_Exercise instructions_: Among the entries below, take the line with "pub struct Model" and the line with "use casemgr_backend::config::Settings;", and output them and every line between them exactly, with nothing else.

[Stored data entries]
※
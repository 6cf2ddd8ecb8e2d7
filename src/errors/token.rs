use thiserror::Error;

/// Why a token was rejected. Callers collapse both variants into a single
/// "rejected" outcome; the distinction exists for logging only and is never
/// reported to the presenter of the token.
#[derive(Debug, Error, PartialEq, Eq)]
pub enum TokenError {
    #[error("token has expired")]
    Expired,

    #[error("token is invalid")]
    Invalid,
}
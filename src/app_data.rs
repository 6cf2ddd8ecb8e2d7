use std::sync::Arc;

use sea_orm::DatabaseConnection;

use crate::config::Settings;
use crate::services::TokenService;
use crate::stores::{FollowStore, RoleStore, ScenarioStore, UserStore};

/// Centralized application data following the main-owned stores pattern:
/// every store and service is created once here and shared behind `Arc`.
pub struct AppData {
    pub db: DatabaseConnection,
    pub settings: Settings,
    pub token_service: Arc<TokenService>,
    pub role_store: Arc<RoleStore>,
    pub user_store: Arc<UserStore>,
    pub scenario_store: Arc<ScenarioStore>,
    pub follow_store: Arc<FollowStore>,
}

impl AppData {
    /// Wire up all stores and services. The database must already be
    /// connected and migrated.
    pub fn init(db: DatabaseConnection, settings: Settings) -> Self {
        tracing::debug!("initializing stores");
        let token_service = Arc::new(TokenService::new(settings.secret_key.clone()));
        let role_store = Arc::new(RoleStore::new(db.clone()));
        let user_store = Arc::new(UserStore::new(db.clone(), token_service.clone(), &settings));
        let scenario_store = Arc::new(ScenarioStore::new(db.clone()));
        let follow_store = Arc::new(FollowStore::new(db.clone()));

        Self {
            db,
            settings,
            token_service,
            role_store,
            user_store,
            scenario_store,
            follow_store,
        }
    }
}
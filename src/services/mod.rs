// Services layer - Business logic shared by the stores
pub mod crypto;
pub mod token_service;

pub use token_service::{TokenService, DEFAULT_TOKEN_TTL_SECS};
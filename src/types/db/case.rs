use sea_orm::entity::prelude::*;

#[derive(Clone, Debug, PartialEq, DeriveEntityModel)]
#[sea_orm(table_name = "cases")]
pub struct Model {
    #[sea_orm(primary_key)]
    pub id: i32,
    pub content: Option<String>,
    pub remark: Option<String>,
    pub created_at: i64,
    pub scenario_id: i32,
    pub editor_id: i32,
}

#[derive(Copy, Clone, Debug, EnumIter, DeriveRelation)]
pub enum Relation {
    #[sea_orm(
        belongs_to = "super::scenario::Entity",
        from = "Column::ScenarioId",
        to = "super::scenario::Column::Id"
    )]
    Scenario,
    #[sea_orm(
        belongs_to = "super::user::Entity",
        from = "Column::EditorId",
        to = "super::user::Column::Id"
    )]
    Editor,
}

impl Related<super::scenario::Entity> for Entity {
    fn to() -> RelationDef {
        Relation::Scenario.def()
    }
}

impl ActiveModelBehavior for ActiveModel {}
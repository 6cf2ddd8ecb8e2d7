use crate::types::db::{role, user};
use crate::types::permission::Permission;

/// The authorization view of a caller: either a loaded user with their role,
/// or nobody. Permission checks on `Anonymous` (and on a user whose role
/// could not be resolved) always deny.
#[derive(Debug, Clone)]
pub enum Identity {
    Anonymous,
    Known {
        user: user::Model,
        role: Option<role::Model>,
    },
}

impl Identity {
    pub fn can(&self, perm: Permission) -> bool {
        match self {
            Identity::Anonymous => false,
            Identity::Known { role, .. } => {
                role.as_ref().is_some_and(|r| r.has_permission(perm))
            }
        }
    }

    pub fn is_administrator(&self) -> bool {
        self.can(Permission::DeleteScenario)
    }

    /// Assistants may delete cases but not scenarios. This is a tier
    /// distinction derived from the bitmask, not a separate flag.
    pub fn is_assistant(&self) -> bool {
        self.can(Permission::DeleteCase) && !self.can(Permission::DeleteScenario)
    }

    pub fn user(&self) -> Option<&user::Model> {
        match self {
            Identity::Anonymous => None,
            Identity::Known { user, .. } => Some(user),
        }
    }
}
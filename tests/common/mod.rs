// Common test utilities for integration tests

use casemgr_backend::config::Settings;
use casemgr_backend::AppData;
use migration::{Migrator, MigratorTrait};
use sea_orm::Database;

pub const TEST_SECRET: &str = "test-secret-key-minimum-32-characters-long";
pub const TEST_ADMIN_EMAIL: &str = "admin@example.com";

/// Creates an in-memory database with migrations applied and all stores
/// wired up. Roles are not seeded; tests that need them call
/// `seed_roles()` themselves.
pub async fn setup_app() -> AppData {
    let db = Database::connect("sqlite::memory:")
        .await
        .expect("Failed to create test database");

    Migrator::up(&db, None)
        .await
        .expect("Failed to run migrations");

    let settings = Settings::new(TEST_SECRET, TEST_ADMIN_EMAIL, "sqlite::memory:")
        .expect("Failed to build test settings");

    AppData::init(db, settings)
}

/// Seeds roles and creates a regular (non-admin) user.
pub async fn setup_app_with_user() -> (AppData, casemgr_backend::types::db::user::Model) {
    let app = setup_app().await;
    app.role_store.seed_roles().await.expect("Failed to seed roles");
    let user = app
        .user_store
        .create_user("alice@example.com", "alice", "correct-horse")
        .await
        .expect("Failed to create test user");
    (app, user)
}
※
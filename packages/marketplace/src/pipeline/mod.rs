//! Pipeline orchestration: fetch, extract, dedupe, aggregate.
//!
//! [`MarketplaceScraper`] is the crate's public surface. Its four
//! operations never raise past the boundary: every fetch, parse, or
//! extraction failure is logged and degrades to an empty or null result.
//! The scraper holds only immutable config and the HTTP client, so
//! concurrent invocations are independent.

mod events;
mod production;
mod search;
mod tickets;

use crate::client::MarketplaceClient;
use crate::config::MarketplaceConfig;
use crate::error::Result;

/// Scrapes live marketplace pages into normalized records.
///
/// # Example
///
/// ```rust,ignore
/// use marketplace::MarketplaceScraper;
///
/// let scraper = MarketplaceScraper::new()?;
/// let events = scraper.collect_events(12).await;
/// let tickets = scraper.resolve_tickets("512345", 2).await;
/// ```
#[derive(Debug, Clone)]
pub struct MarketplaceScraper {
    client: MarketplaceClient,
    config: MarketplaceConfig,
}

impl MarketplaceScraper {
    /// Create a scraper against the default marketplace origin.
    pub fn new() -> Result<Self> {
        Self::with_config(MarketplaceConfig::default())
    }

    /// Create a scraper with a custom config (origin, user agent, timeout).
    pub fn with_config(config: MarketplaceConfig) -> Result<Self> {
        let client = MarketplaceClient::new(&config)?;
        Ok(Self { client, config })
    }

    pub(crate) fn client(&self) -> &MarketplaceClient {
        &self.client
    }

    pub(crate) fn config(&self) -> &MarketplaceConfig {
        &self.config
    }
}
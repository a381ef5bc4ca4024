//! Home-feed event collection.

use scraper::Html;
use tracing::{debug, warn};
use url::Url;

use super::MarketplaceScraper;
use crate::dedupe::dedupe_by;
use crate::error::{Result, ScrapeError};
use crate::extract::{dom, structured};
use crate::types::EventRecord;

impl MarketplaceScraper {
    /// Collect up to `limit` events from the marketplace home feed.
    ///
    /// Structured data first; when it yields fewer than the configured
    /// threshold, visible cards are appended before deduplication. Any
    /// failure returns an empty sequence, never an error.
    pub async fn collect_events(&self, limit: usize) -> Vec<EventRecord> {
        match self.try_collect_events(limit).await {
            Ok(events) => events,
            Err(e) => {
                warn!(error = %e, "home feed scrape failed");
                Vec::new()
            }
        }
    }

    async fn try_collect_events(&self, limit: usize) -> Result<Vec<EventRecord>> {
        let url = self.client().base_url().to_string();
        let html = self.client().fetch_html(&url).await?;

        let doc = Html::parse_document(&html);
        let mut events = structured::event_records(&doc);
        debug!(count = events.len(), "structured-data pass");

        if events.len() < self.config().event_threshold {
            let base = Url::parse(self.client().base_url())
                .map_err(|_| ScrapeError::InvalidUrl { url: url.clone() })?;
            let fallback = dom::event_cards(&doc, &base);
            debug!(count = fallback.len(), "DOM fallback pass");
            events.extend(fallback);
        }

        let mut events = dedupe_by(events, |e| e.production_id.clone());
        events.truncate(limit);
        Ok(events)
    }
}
※
_Result_:
pub struct Model {
    #[sea_orm(primary_key)]
    pub id: i32,
    pub content: Option<String>,
    pub remark: Option<String>,
    pub created_at: i64,
    pub scenario_id: i32,
    pub editor_id: i32,
}

#[derive(Copy, Clone, Debug, EnumIter, DeriveRelation)]
pub enum Relation {
    #[sea_orm(
        belongs_to = "super::scenario::Entity",
        from = "Column::ScenarioId",
        to = "super::scenario::Column::Id"
    )]
    Scenario,
    #[sea_orm(
        belongs_to = "super::user::Entity",
        from = "Column::EditorId",
        to = "super::user::Column::Id"
    )]
    Editor,
}

impl Related<super::scenario::Entity> for Entity {
    fn to() -> RelationDef {
        Relation::Scenario.def()
    }
}

impl ActiveModelBehavior for ActiveModel {}
repository 6cf2ddd8ecb8e2d7
use crate::types::db::{role, user};
use crate::types::permission::Permission;

/// The authorization view of a caller: either a loaded user with their role,
/// or nobody. Permission checks on `Anonymous` (and on a user whose role
/// could not be resolved) always deny.
#[derive(Debug, Clone)]
pub enum Identity {
    Anonymous,
    Known {
        user: user::Model,
        role: Option<role::Model>,
    },
}

impl Identity {
    pub fn can(&self, perm: Permission) -> bool {
        match self {
            Identity::Anonymous => false,
            Identity::Known { role, .. } => {
                role.as_ref().is_some_and(|r| r.has_permission(perm))
            }
        }
    }

    pub fn is_administrator(&self) -> bool {
        self.can(Permission::DeleteScenario)
    }

    /// Assistants may delete cases but not scenarios. This is a tier
    /// distinction derived from the bitmask, not a separate flag.
    pub fn is_assistant(&self) -> bool {
        self.can(Permission::DeleteCase) && !self.can(Permission::DeleteScenario)
    }

    pub fn user(&self) -> Option<&user::Model> {
        match self {
            Identity::Anonymous => None,
            Identity::Known { user, .. } => Some(user),
        }
    }
}
filename tests/common/mod.rs
// Common test utilities for integration tests

use casemgr_backend::config::Settings;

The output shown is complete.